The status field in the output indicates the stream’s current status and may be one of CREATING, CREATED, or DELETING.

The data_sync_status field indicates the stream’s data synchronization status:

List Streams#

To list all streams in a RAI schema, query the data_streams view:

#-- NOTE: Replace <rai_schema> with the name of the RAI schema.
SELECT * FROM relationalai.<rai_schema>.data_streams;

List Stream Batches#

Query the data_stream_batches view to see batch processing information for a stream:

#-- NOTE: Replace <rai_schema> with the name of the RAI schema.
SELECT * from relationalai.<rai_schema>.data_stream_batches;

Use this view to understand data synchronization progress and diagnose issues.

Delete a Stream#

To delete a stream, use the delete_data_stream() procedure:

#-- NOTE: Replace <rai_schema> with the name of the RAI schema.
CALL relationalai.<rai_schema>.delete_data_stream('<sf_db>.<sf_schema>.<table_or_view>');

Suspend or Resume a Stream#

You may suspend a stream to stop data synchronization temporarily. Consumers of the stream retain access to a snapshot of the data without receiving updates.

To suspend a stream, use the suspend_data_stream() procedure:

#-- NOTE: Replace <rai_schema> with the name of the RAI schema.
CALL relationalai.<rai_schema>.suspend_data_stream('<sf_db>.<sf_schema>.<table_or_view>');

When a stream is suspended, schemas retain access to the data they have already received. Changes to the source table or view are still tracked, but not ingested. Change tracking consumes compute and storage resources. Delete the stream if you do not plan to resume it to avoid unnecessary costs.

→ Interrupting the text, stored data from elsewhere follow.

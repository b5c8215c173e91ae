/// Character consistency across pages.
///
/// Image prompts are rewritten so every page carries the same character
/// descriptions and style clause, and stories can be audited for pages
/// that lose track of a character.

use rustc_hash::FxHashMap;
use std::fmt;
use tracing::debug;

use crate::schema::story::{Character, Story};
use crate::schema::style::Style;

const QUALITY_KEYWORDS: [&str; 4] = [
    "consistent character design",
    "same character appearance",
    "detailed illustration",
    "children's book illustration",
];

const COLORS: [&str; 12] = [
    "red", "blue", "green", "yellow", "orange", "purple", "pink", "brown", "black", "white",
    "gray", "grey",
];
const CLOTHING: [&str; 8] = [
    "scarf", "hat", "shirt", "dress", "collar", "bow tie", "jacket", "sweater",
];
const ACCESSORIES: [&str; 7] = ["glasses", "jewelry", "bag", "backpack", "crown", "wings", "horn"];
const PHYSICAL_FEATURES: [&str; 9] = [
    "eyes", "tail", "ears", "mane", "fur", "wings", "horns", "smile", "nose",
];
const PERSONALITY: [&str; 8] = [
    "curious", "shy", "brave", "kind", "playful", "wise", "gentle", "friendly",
];

/// Colours and objects paired up for the visual consistency phrase.
const PAIR_COLORS: [&str; 10] = [
    "red", "blue", "green", "yellow", "orange", "purple", "pink", "brown", "black", "white",
];
const PAIR_OBJECTS: [&str; 8] = [
    "scarf", "hat", "collar", "bow tie", "eyes", "tail", "mane", "fur",
];

/// Append character, style and quality clauses that are not yet present.
///
/// A character whose name already appears in the prompt is assumed to be
/// described there. Characters with an empty name or description are skipped.
pub fn enhance_image_prompt(base: &str, characters: &[Character], style: Style) -> String {
    let mut prompt = base.to_string();

    for character in characters {
        if character.name.is_empty() || character.description.is_empty() {
            continue;
        }
        if !prompt.to_lowercase().contains(&character.name.to_lowercase()) {
            prompt = format!(
                "{prompt}, featuring {}, {}",
                character.name, character.description
            );
        }
    }

    let clause = style.consistency_clause();
    if !prompt.contains(clause) {
        prompt = format!("{prompt}, {clause}");
    }

    for keyword in QUALITY_KEYWORDS {
        if !prompt.to_lowercase().contains(keyword) {
            prompt = format!("{prompt}, {keyword}");
        }
    }

    prompt
}

/// Visual elements found in a description, each list in keyword order.
#[derive(Debug, Clone, Default, PartialEq, Eq)]
pub struct CharacterElements {
    pub colors: Vec<&'static str>,
    pub clothing: Vec<&'static str>,
    pub accessories: Vec<&'static str>,
    pub physical_features: Vec<&'static str>,
    pub personality_traits: Vec<&'static str>,
}

impl CharacterElements {
    pub fn extract(description: &str) -> Self {
        let lower = description.to_lowercase();
        let found = |words: &[&'static str]| -> Vec<&'static str> {
            words.iter().copied().filter(|w| lower.contains(w)).collect()
        };
        Self {
            colors: found(&COLORS),
            clothing: found(&CLOTHING),
            accessories: found(&ACCESSORIES),
            physical_features: found(&PHYSICAL_FEATURES),
            personality_traits: found(&PERSONALITY),
        }
    }
}

/// Up to five descriptive fragments, split on `,` `;` `.`.
pub fn key_phrases(description: &str) -> Vec<String> {
    description
        .split([',', ';', '.'])
        .map(str::trim)
        .filter(|p| (6..50).contains(&p.chars().count()))
        .take(5)
        .map(str::to_string)
        .collect()
}

/// A short phrase pinning down the character's look.
///
/// Colour/object pairs are formed whenever both words occur anywhere in
/// the description; the first two are used. Without any pair, the first
/// six words of the description stand in.
pub fn visual_consistency_phrase(description: &str) -> String {
    let lower = description.to_lowercase();
    let pairs: Vec<String> = PAIR_COLORS
        .iter()
        .filter(|c| lower.contains(*c))
        .flat_map(|color| {
            PAIR_OBJECTS
                .iter()
                .filter(|o| lower.contains(*o))
                .map(move |object| format!("{color} {object}"))
        })
        .take(2)
        .collect();

    if pairs.is_empty() {
        description.split_whitespace().take(6).collect::<Vec<_>>().join(" ")
    } else {
        format!("with {}", pairs.join(", "))
    }
}

/// Everything remembered about one registered character.
#[derive(Debug, Clone, PartialEq, Eq)]
pub struct CharacterSheet {
    pub name: String,
    pub description: String,
    pub elements: CharacterElements,
    pub key_phrases: Vec<String>,
    pub visual_consistency: String,
}

/// Character sheets keyed by name. Re-registering a name replaces it.
#[derive(Debug, Clone, Default)]
pub struct CharacterRegistry {
    sheets: FxHashMap<String, CharacterSheet>,
}

impl CharacterRegistry {
    pub fn new() -> Self {
        Self::default()
    }

    /// Returns `None` for characters with an empty name or description.
    pub fn register(&mut self, character: &Character) -> Option<&CharacterSheet> {
        if character.name.is_empty() || character.description.is_empty() {
            return None;
        }
        let sheet = CharacterSheet {
            name: character.name.clone(),
            description: character.description.clone(),
            elements: CharacterElements::extract(&character.description),
            key_phrases: key_phrases(&character.description),
            visual_consistency: visual_consistency_phrase(&character.description),
        };
        debug!(name = %sheet.name, phrase = %sheet.visual_consistency, "registered character");
        self.sheets.insert(character.name.clone(), sheet);
        self.sheets.get(&character.name)
    }

    pub fn get(&self, name: &str) -> Option<&CharacterSheet> {
        self.sheets.get(name)
    }

    /// The visual consistency phrase for `name`, or empty if unknown.
    pub fn consistency_prompt(&self, name: &str) -> &str {
        self.sheets
            .get(name)
            .map(|s| s.visual_consistency.as_str())
            .unwrap_or("")
    }

    pub fn len(&self) -> usize {
        self.sheets.len()
    }

    pub fn is_empty(&self) -> bool {
        self.sheets.is_empty()
    }
}

#[derive(Debug, Clone, PartialEq, Eq)]
pub enum ConsistencyIssue {
    /// Neither the page text nor its image prompt names the character.
    NotMentioned { character: String, page: u32 },
    /// The image prompt names the character without its description.
    DescriptionMissing { character: String, page: u32 },
}

impl fmt::Display for ConsistencyIssue {
    fn fmt(&self, f: &mut fmt::Formatter<'_>) -> fmt::Result {
        match self {
            Self::NotMentioned { character, page } => {
                write!(f, "Character '{character}' not mentioned in page {page}")
            }
            Self::DescriptionMissing { character, page } => write!(
                f,
                "Character '{character}' description missing from page {page} image prompt"
            ),
        }
    }
}

/// Audit a story. All comparisons are case-insensitive substring tests.
pub fn check_consistency(story: &Story) -> Vec<ConsistencyIssue> {
    let mut issues = Vec::new();

    for page in &story.pages {
        let text = page.text.to_lowercase();
        let prompt = page.image_prompt.to_lowercase();
        for character in &story.characters {
            let name = character.name.to_lowercase();
            if !text.contains(&name) && !prompt.contains(&name) {
                issues.push(ConsistencyIssue::NotMentioned {
                    character: character.name.clone(),
                    page: page.page,
                });
            }
        }
    }

    for page in &story.pages {
        let prompt = page.image_prompt.to_lowercase();
        for character in &story.characters {
            let described = prompt.contains(&character.description.to_lowercase());
            if prompt.contains(&character.name.to_lowercase())
                && !character.description.is_empty()
                && !described
            {
                issues.push(ConsistencyIssue::DescriptionMissing {
                    character: character.name.clone(),
                    page: page.page,
                });
            }
        }
    }

    issues
}

/// Register the story's characters and rewrite every page prompt.
pub fn enhance_story(mut story: Story, style: Style, registry: &mut CharacterRegistry) -> Story {
    for character in &story.characters {
        registry.register(character);
    }
    for page in &mut story.pages {
        page.image_prompt = enhance_image_prompt(&page.image_prompt, &story.characters, style);
    }
    story
}

#[cfg(test)]
mod tests {
    use super::*;
    use crate::schema::story::Page;

    fn poppy() -> Character {
        Character {
            name: "Poppy".to_string(),
            description: "small fox, with red fur, wears a colorful scarf".to_string(),
        }
    }

    fn story_with(prompts: [&str; 5], texts: [&str; 5]) -> Story {
        Story {
            title: "t".to_string(),
            characters: vec![poppy()],
            pages: prompts
                .iter()
                .zip(texts)
                .zip(1u32..)
                .map(|((prompt, text), page)| Page {
                    page,
                    text: text.to_string(),
                    image_prompt: prompt.to_string(),
                })
                .collect(),
        }
    }

    #[test]
    fn enhance_adds_missing_character_and_clauses() {
        let out = enhance_image_prompt("a sunny meadow", &[poppy()], Style::Cartoon);
        assert_eq!(
            out,
            "a sunny meadow, featuring Poppy, small fox, with red fur, wears a colorful scarf, \
             cartoon style, bright colors, simple shapes, child-friendly, \
             consistent character design, same character appearance, \
             detailed illustration, children's book illustration"
        );
    }

    #[test]
    fn enhance_skips_named_character_and_present_keywords() {
        let base = "poppy in a meadow, Detailed Illustration";
        let out = enhance_image_prompt(base, &[poppy()], Style::Flat);
        assert!(!out.contains("featuring"));
        assert_eq!(out.to_lowercase().matches("detailed illustration").count(), 1);
        assert!(out.contains(Style::Flat.consistency_clause()));
    }

    #[test]
    fn enhance_is_idempotent() {
        let once = enhance_image_prompt("a meadow", &[poppy()], Style::Watercolor);
        let twice = enhance_image_prompt(&once, &[poppy()], Style::Watercolor);
        assert_eq!(once, twice);
    }

    #[test]
    fn elements_from_description() {
        let e = CharacterElements::extract("A curious grey cat with green eyes, a bow tie and wings");
        assert_eq!(e.colors, vec!["green", "grey"]);
        assert_eq!(e.clothing, vec!["bow tie"]);
        assert_eq!(e.accessories, vec!["wings"]);
        assert_eq!(e.physical_features, vec!["eyes", "wings"]);
        assert_eq!(e.personality_traits, vec!["curious"]);
    }

    #[test]
    fn key_phrase_limits() {
        let phrases = key_phrases("tiny, small fox; with red fur. wears a colorful scarf, shy");
        assert_eq!(phrases, vec!["small fox", "with red fur", "wears a colorful scarf"]);

        let many = "alpha one, bravo two, charlie three, delta four, echo five, foxtrot six";
        assert_eq!(key_phrases(many).len(), 5);
    }

    #[test]
    fn key_phrases_count_characters_not_bytes() {
        assert_eq!(key_phrases("一只小狐狸, small fox"), vec!["small fox"]);
        assert_eq!(key_phrases("ćwierć, pełen uroku"), vec!["ćwierć", "pełen uroku"]);
    }

    #[test]
    fn visual_phrase_pairs() {
        assert_eq!(
            visual_consistency_phrase("a fox with red fur and a blue scarf"),
            "with red scarf, red fur"
        );
    }

    #[test]
    fn visual_phrase_falls_back_to_words() {
        assert_eq!(
            visual_consistency_phrase("a very kind little unicorn who loves flowers"),
            "a very kind little unicorn who"
        );
    }

    #[test]
    fn registry_round_trip() {
        let mut registry = CharacterRegistry::new();
        let sheet = registry.register(&poppy()).unwrap();
        assert_eq!(sheet.visual_consistency, "with red scarf, red fur");
        assert_eq!(registry.consistency_prompt("Poppy"), "with red scarf, red fur");
        assert_eq!(registry.consistency_prompt("Rex"), "");

        let blank = Character {
            name: "Ghost".to_string(),
            description: String::new(),
        };
        assert!(registry.register(&blank).is_none());
        assert_eq!(registry.len(), 1);
    }

    #[test]
    fn check_finds_missing_mentions() {
        let story = story_with(
            ["meadow"; 5],
            ["Poppy ran.", "Poppy hid.", "The wind blew.", "Poppy sang.", "Poppy slept."],
        );
        assert_eq!(
            check_consistency(&story),
            vec![ConsistencyIssue::NotMentioned {
                character: "Poppy".to_string(),
                page: 3
            }]
        );
    }

    #[test]
    fn check_finds_missing_description() {
        let desc = poppy().description;
        let good = format!("Poppy, {desc}");
        let story = story_with(
            [good.as_str(), good.as_str(), "Poppy in the rain", good.as_str(), good.as_str()],
            ["Poppy"; 5],
        );
        let issues = check_consistency(&story);
        assert_eq!(issues.len(), 1);
        assert_eq!(
            issues[0].to_string(),
            "Character 'Poppy' description missing from page 3 image prompt"
        );
    }

    #[test]
    fn enhance_story_rewrites_prompts() {
        let story = story_with(["meadow"; 5], ["Poppy"; 5]);
        let mut registry = CharacterRegistry::new();
        let enhanced = enhance_story(story, Style::Painterly, &mut registry);
        assert!(registry.get("Poppy").is_some());
        for page in &enhanced.pages {
            assert!(page.image_prompt.contains("featuring Poppy"));
            assert!(page.image_prompt.contains(Style::Painterly.consistency_clause()));
        }
        assert!(check_consistency(&enhanced).is_empty());
    }
}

Use the resume_data_stream() procedure to resume a suspended stream:

#-- NOTE: Replace <rai_schema> with the name of the RAI schema.
CALL relationalai.<rai_schema>.resume_data_stream('<sf_db>.<sf_schema>.<table_or_view>');

Changes tracked while the stream was suspended are ingested once the stream is resumed. New changes to the source table or view are tracked and ingested as usual.